『マイナ保険証』の「セキュリティは病院に“丸投げ”」大きな負担に診療所院長が苦慮 対策不足だと被害者なのに罰せられる恐れも
「マイナ保険証義務化」の是非が、法廷で争われている。 マイナ保険証の義務化に対し、システムに対応する義務はないと、医師・歯科医師ら1415人が国を訴えた裁判では、東京地方裁判所が原告の訴えを棄却する判決を言い渡したことを受け、原告側が控訴している。 【写真】『マイナ保険証』セキュリティは病院“丸投げ” 医師たちは裁判を起こさなければならないほど大きな負担が医療現場にかかっていて、廃業を考える医師が相次いでいると話す。「マイナ保険証」によって生じかねない医療崩壊の危機を訴える、現場の声。 「国はデジタル化を義務付けたのに、必要なサポートを行わず医療機関に丸投げ。目先の対策に追われた結果、医療機関のデジタル化は問題が山積みです。そのうえさらに私たちの税金が投入されそうな動きもあります」 こう訴えたのは、さいたま市の山崎泌尿器科診療所の山崎利彦院長。詳しく話を聞いた。

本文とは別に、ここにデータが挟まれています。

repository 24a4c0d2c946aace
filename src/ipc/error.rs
use serde_json::json;

pub fn ok(id: &str, result: serde_json::Value) -> serde_json::Value {
    json!({
        "id": id,
        "ok": true,
        "result": result
    })
}

pub fn err(
    id: &str,
    code: &str,
    message: impl Into<String>,
    details: Option<serde_json::Value>,
) -> serde_json::Value {
    let mut error = json!({
        "code": code,
        "message": message.into(),
    });
    if let Some(d) = details {
        error["details"] = d;
    }
    json!({
        "id": id,
        "ok": false,
        "error": error,
    })
}
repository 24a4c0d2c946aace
use crate::db;
use crate::grading::GradeScale;
use crate::ipc::error::err;
use crate::ipc::types::AppState;
use rusqlite::Connection;
use serde_json::json;

pub struct HandlerErr {
    pub code: &'static str,
    pub message: String,
    pub details: Option<serde_json::Value>,
}

impl HandlerErr {
    pub fn new(code: &'static str, message: impl Into<String>) -> Self {
        Self {
            code,
            message: message.into(),
            details: None,
        }
    }

    pub fn with_details(mut self, details: serde_json::Value) -> Self {
        self.details = Some(details);
        self
    }

    pub fn response(self, id: &str) -> serde_json::Value {
        err(id, self.code, self.message, self.details)
    }
}

pub fn db_err(code: &'static str) -> impl Fn(rusqlite::Error) -> HandlerErr {
    move |e| HandlerErr::new(code, e.to_string())
}

pub fn require_db(state: &AppState) -> Result<&Connection, HandlerErr> {
    state
        .db
        .as_ref()
        .ok_or_else(|| HandlerErr::new("no_workspace", "select a workspace first"))
}

/// Scale used for new snapshots: the workspace override if one is open, else ECZ.
pub fn current_scale(state: &AppState) -> Result<GradeScale, HandlerErr> {
    match state.db.as_ref() {
        Some(conn) => db::load_grade_scale(conn)
            .map_err(|e| HandlerErr::new("db_query_failed", e.to_string())),
        None => Ok(GradeScale::ecz()),
    }
}

pub fn get_required_str(params: &serde_json::Value, key: &str) -> Result<String, HandlerErr> {
    let v = params
        .get(key)
        .and_then(|v| v.as_str())
        .map(|s| s.trim().to_string())
        .ok_or_else(|| HandlerErr::new("bad_params", format!("missing {}", key)))?;
    if v.is_empty() {
        return Err(HandlerErr::new(
            "bad_params",
            format!("{} must not be empty", key),
        ));
    }
    Ok(v)
}

pub fn get_optional_str(params: &serde_json::Value, key: &str) -> Option<String> {
    params
        .get(key)
        .and_then(|v| v.as_str())
        .map(|s| s.trim().to_string())
        .filter(|s| !s.is_empty())
}

pub fn get_required_i64(params: &serde_json::Value, key: &str) -> Result<i64, HandlerErr> {
    let Some(v) = params.get(key) else {
        return Err(HandlerErr::new("bad_params", format!("missing {}", key)));
    };
    v.as_i64().ok_or_else(|| {
        HandlerErr::new("bad_params", format!("{} must be an integer", key))
            .with_details(json!({ key: v }))
    })
}

pub fn parse_params<T: serde::de::DeserializeOwned>(
    value: &serde_json::Value,
    what: &str,
) -> Result<T, HandlerErr> {
    serde_json::from_value(value.clone())
        .map_err(|e| HandlerErr::new("bad_params", format!("invalid {}: {}", what, e)))
}
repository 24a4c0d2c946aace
use crate::assessment::{active_in_order, AssessmentType};
use crate::grading::{round_half_up, GradeBand, GradeScale, PASS_MARK};
use serde::Serialize;
use std::collections::{BTreeMap, HashMap};

/// The slice of a persisted result the aggregation needs. `percentage` is the
/// value snapshotted at save time and is never recomputed here.
#[derive(Debug, Clone, PartialEq)]
pub struct ResultRecord {
    pub subject_id: String,
    pub subject_name: String,
    pub assessment_type_id: String,
    pub marks: i64,
    pub max_marks: i64,
    pub percentage: i64,
}

#[derive(Debug, Clone, Copy, PartialEq, Serialize)]
#[serde(rename_all = "camelCase")]
pub struct AssessmentCell {
    pub marks: i64,
    pub max_marks: i64,
    pub percentage: i64,
}

#[derive(Debug, Clone, PartialEq, Serialize)]
#[serde(rename_all = "camelCase")]
pub struct AssessmentColumn {
    pub id: String,
    pub code: String,
    pub name: String,
    pub weightage: i64,
}

#[derive(Debug, Clone, PartialEq, Serialize)]
#[serde(rename_all = "camelCase")]
pub struct SubjectAggregate {
    pub subject_id: String,
    pub subject_name: String,
    pub assessments: BTreeMap<String, AssessmentCell>,
    pub total_weighted: i64,
    /// Sum of the weightages that actually contributed. Below 100 means the
    /// total is not renormalized for missing assessments.
    pub applied_weightage: i64,
    pub final_grade: Option<String>,
    pub comment: Option<String>,
    pub passed: bool,
}

#[derive(Debug, Clone, PartialEq, Serialize)]
#[serde(rename_all = "camelCase")]
pub struct TranscriptSummary {
    pub overall_average: i64,
    pub subjects_passed: usize,
    pub subject_count: usize,
    pub average_points: f64,
}

#[derive(Debug, Clone, PartialEq, Serialize)]
#[serde(rename_all = "camelCase")]
pub struct Transcript {
    pub assessment_columns: Vec<AssessmentColumn>,
    pub subjects: Vec<SubjectAggregate>,
    pub grading_scale: Vec<GradeBand>,
    pub summary: TranscriptSummary,
}

pub fn group_by_subject(results: &[ResultRecord]) -> Vec<SubjectAggregate> {
    let mut index: HashMap<&str, usize> = HashMap::new();
    let mut rows: Vec<SubjectAggregate> = Vec::new();
    for r in results {
        let i = *index.entry(r.subject_id.as_str()).or_insert_with(|| {
            rows.push(SubjectAggregate {
                subject_id: r.subject_id.clone(),
                subject_name: r.subject_name.clone(),
                assessments: BTreeMap::new(),
                total_weighted: 0,
                applied_weightage: 0,
                final_grade: None,
                comment: None,
                passed: false,
            });
            rows.len() - 1
        });
        // A later record for the same assessment replaces the earlier one.
        rows[i].assessments.insert(
            r.assessment_type_id.clone(),
            AssessmentCell {
                marks: r.marks,
                max_marks: r.max_marks,
                percentage: r.percentage,
            },
        );
    }
    rows
}

fn apply_weights(row: &mut SubjectAggregate, active: &[&AssessmentType], scale: &GradeScale) {
    let mut weighted = 0.0_f64;
    let mut applied = 0_i64;
    for t in active {
        if let Some(cell) = row.assessments.get(&t.id) {
            weighted += cell.percentage as f64 * (t.weightage as f64 / 100.0);
            applied += t.weightage;
        }
    }
    row.applied_weightage = applied;
    if applied > 0 {
        row.total_weighted = round_half_up(weighted);
        let band = scale.calculate_grade(row.total_weighted);
        row.final_grade = Some(band.grade.clone());
        row.comment = Some(band.comment.clone());
    } else {
        row.total_weighted = 0;
        row.final_grade = None;
        row.comment = None;
    }
    row.passed = row.total_weighted >= PASS_MARK;
}

pub fn summarize(subjects: &[SubjectAggregate], scale: &GradeScale) -> TranscriptSummary {
    let subject_count = subjects.len();
    let overall_average = if subject_count > 0 {
        let sum: i64 = subjects.iter().map(|s| s.total_weighted).sum();
        round_half_up(sum as f64 / subject_count as f64)
    } else {
        0
    };
    TranscriptSummary {
        overall_average,
        subjects_passed: subjects.iter().filter(|s| s.passed).count(),
        subject_count,
        average_points: scale.calculate_gpa(subjects.iter().map(|s| s.total_weighted)),
    }
}

/// Aggregates one student's results for a term into transcript rows and a summary.
pub fn build_transcript(
    scale: &GradeScale,
    assessment_types: &[AssessmentType],
    results: &[ResultRecord],
) -> Transcript {
    let active = active_in_order(assessment_types);
    let mut subjects = group_by_subject(results);
    for row in subjects.iter_mut() {
        apply_weights(row, &active, scale);
    }
    let summary = summarize(&subjects, scale);

    Transcript {
        assessment_columns: active
            .iter()
            .map(|t| AssessmentColumn {
                id: t.id.clone(),
                code: t.code.clone(),
                name: t.name.clone(),
                weightage: t.weightage,
            })
            .collect(),
        subjects,
        grading_scale: scale.bands().to_vec(),
        summary,
    }
}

■「カードリーダー買い足し」でさらに“税金”巨額投入か
山崎利彦医師: 2024年5月、国会で「マイナ保険証のスマートフォン搭載を来年春にも始める」との法案が成立しました。確かに便利になる側面もあるでしょう。しかし問題があります。 現在のカードリーダーではスマホは読めないのです。読み取り部分にスマホが入りません。ではどうするのかというと、今のところ、厚労省は「スマホ用の読み取り機を新たに設置する」としています。 これらの費用はどうなるのでしょうか。このためにまた多額の税金を使うならとんでもないことですし、かといって医療機関の負担になるのも、とんでもないことです。 現行のカードリーダーは、必要な周辺器等を合わせると1台あたり40 万円ほどかかります。新しいものは読み取るだけの汎用カードリーダーとのことですから、そこまで高価ではないでしょうが、おそらくソフトウェアが必要になると思われます。新しく開発するのかもしれませんし、いずれにせよお金がかかってきます。 全国の病院、一般診療所、歯科診療所を合わせて約18万施設、調剤薬局が約6万施設あるので、合計約24万施設。さらに病院は1施設あたり3台ありますから、全部で26万台ほどのカードリーダーが必要となります。いったいいくらかかるのでしょうか。 マイナ保険証がらみの事業で既に3兆円が使われていますが、この先どうなるのか、非常に不安を覚えます。